START DATA RECORDS

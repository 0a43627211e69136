use std::collections::HashMap;

use config::{Config as ConfigBuilder, ConfigError, Environment, File};
use contact_relay_notification::MailConfig;
use serde::Deserialize;

/// Flat variables read from the deployment environment, mapped onto their
/// config keys.
const LEGACY_VARS: [(&str, &str); 9] = [
    ("HOST", "server.host"),
    ("PORT", "server.port"),
    ("SMTP_SERVER", "smtp.server"),
    ("SMTP_PORT", "smtp.port"),
    ("SENDER_EMAIL", "smtp.sender_email"),
    ("SENDER_PASSWORD", "smtp.sender_password"),
    ("RECEIVER_EMAIL", "smtp.receiver_email"),
    ("ENVIRONMENT", "observability.environment"),
    ("RUST_LOG", "observability.log_level"),
];

#[derive(Debug, Deserialize, Clone)]
pub struct Config {
    pub server: ServerConfig,
    #[serde(default)]
    pub smtp: MailConfig,
    #[serde(default)]
    pub cors: CorsConfig,
    #[serde(default)]
    pub observability: ObservabilityConfig,
}

#[derive(Debug, Deserialize, Clone)]
pub struct ServerConfig {
    pub host: String,
    pub port: u16,
}

#[derive(Debug, Deserialize, Clone)]
pub struct CorsConfig {
    /// `*` allows any origin.
    #[serde(default = "default_allow_origins")]
    pub allow_origins: Vec<String>,
}

impl Default for CorsConfig {
    fn default() -> Self {
        Self {
            allow_origins: default_allow_origins(),
        }
    }
}

fn default_allow_origins() -> Vec<String> {
    vec!["*".to_string()]
}

#[derive(Debug, Deserialize, Clone)]
pub struct ObservabilityConfig {
    /// `EnvFilter` directives, e.g. `info` or `contact_relay=debug`.
    #[serde(default = "default_log_level")]
    pub log_level: String,
    #[serde(default = "default_environment")]
    pub environment: String,
}

impl ObservabilityConfig {
    /// Production logs are emitted as JSON.
    pub fn is_production(&self) -> bool {
        self.environment.eq_ignore_ascii_case("production")
    }
}

impl Default for ObservabilityConfig {
    fn default() -> Self {
        Self {
            log_level: default_log_level(),
            environment: default_environment(),
        }
    }
}

fn default_log_level() -> String {
    "info".to_string()
}

fn default_environment() -> String {
    "development".to_string()
}

impl Config {
    /// Load configuration from the process environment
    pub fn load(config_path: Option<String>) -> Result<Self, ConfigError> {
        Self::load_from(config_path, std::env::vars().collect())
    }

    /// Load configuration from an explicit set of environment variables
    ///
    /// Priority (highest to lowest):
    /// 1. Flat deployment variables (SENDER_EMAIL, SMTP_PORT, ENVIRONMENT, etc.)
    /// 2. Prefixed variables (CONTACT_RELAY__SMTP__SERVER, etc.)
    /// 3. Config file specified by path
    /// 4. Hardcoded defaults
    pub fn load_from(
        config_path: Option<String>,
        vars: HashMap<String, String>,
    ) -> Result<Self, ConfigError> {
        let mut builder = ConfigBuilder::builder()
            .set_default("server.host", "127.0.0.1")?
            .set_default("server.port", 8000)?;

        let config_file_path = config_path
            .or_else(|| vars.get("CONFIG_PATH").cloned())
            .unwrap_or_else(|| "config/default.toml".to_string());

        // Optional, ignored if not found
        if std::path::Path::new(&config_file_path).exists() {
            builder = builder.add_source(File::with_name(&config_file_path));
        }

        builder = builder.add_source(
            Environment::with_prefix("CONTACT_RELAY")
                .separator("__")
                .try_parsing(true)
                .list_separator(",")
                .with_list_parse_key("cors.allow_origins")
                .source(Some(vars.clone().into_iter().collect())),
        );

        for (var, key) in LEGACY_VARS {
            if let Some(value) = vars.get(var) {
                builder = builder.set_override(key, value.as_str())?;
            }
        }

        builder.build()?.try_deserialize()
    }

    /// Validate configuration
    ///
    /// Missing SMTP credentials are not an error here: the relay reports
    /// them per request so health probes keep answering.
    pub fn validate(&self) -> Result<(), String> {
        if self.server.port == 0 {
            return Err("Server port must be greater than 0".to_string());
        }
        if self.smtp.port == 0 {
            return Err("SMTP port must be greater than 0".to_string());
        }
        if self.smtp.timeout_secs == 0 {
            return Err("SMTP timeout must be at least 1 second".to_string());
        }
        if self.cors.allow_origins.is_empty() {
            return Err("At least one CORS origin must be allowed".to_string());
        }
        Ok(())
    }
}
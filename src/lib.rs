pub mod config;
pub mod error;
pub mod observability;
pub mod routes;

pub use config::Config;
pub use routes::AppState;

use contact_relay_notification::{Mailer, SmtpMailer};

/// Create the app router with an explicit mailer
///
/// Integration tests pass a recording mailer here instead of the SMTP relay.
pub fn create_app(config: Config, mailer: impl Mailer) -> axum::Router {
    routes::router(AppState::new(config, mailer))
}

/// Create the app router relaying through the configured SMTP server
pub fn create_smtp_app(config: Config) -> axum::Router {
    let mailer = SmtpMailer::new(config.smtp.clone());

    create_app(config, mailer)
}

END DATA RECORDS

> [YOUR OBJECTIVE]: Exactly reproduce the lines from the one containing "let mailer = SmtpMailer::new(config.smtp.clone());" through the end of the records, and only those lines.

> [COMPLETED EXERCISE]:
    let mailer = SmtpMailer::new(config.smtp.clone());

    create_app(config, mailer)
}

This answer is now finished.